▶ The task: Only the number is needed: count the lines below that hold the string "service".

▶ Collected data entries:
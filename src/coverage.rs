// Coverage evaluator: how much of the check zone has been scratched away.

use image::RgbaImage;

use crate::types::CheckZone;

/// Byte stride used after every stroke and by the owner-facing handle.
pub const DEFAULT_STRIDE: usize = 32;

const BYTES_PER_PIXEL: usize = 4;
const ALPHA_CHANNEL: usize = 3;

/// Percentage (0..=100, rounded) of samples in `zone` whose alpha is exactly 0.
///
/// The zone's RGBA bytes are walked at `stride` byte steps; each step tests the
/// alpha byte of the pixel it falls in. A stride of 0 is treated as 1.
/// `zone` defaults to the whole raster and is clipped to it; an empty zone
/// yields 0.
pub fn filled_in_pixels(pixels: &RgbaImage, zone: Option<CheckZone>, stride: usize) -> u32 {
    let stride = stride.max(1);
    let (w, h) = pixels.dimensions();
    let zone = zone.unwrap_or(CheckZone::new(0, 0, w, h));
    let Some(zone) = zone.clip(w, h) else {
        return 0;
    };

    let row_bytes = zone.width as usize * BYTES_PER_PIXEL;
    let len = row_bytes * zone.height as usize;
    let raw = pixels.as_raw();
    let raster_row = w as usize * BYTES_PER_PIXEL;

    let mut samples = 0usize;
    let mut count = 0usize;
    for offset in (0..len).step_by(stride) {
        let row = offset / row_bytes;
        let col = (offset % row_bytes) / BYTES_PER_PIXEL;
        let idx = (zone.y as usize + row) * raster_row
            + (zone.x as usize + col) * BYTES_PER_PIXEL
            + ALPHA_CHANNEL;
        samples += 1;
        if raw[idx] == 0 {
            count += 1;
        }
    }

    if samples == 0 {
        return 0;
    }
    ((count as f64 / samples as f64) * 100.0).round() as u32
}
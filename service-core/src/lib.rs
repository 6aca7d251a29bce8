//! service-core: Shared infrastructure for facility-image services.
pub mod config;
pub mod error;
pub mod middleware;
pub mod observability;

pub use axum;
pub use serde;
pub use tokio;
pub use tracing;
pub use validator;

▶ Output of the task: 2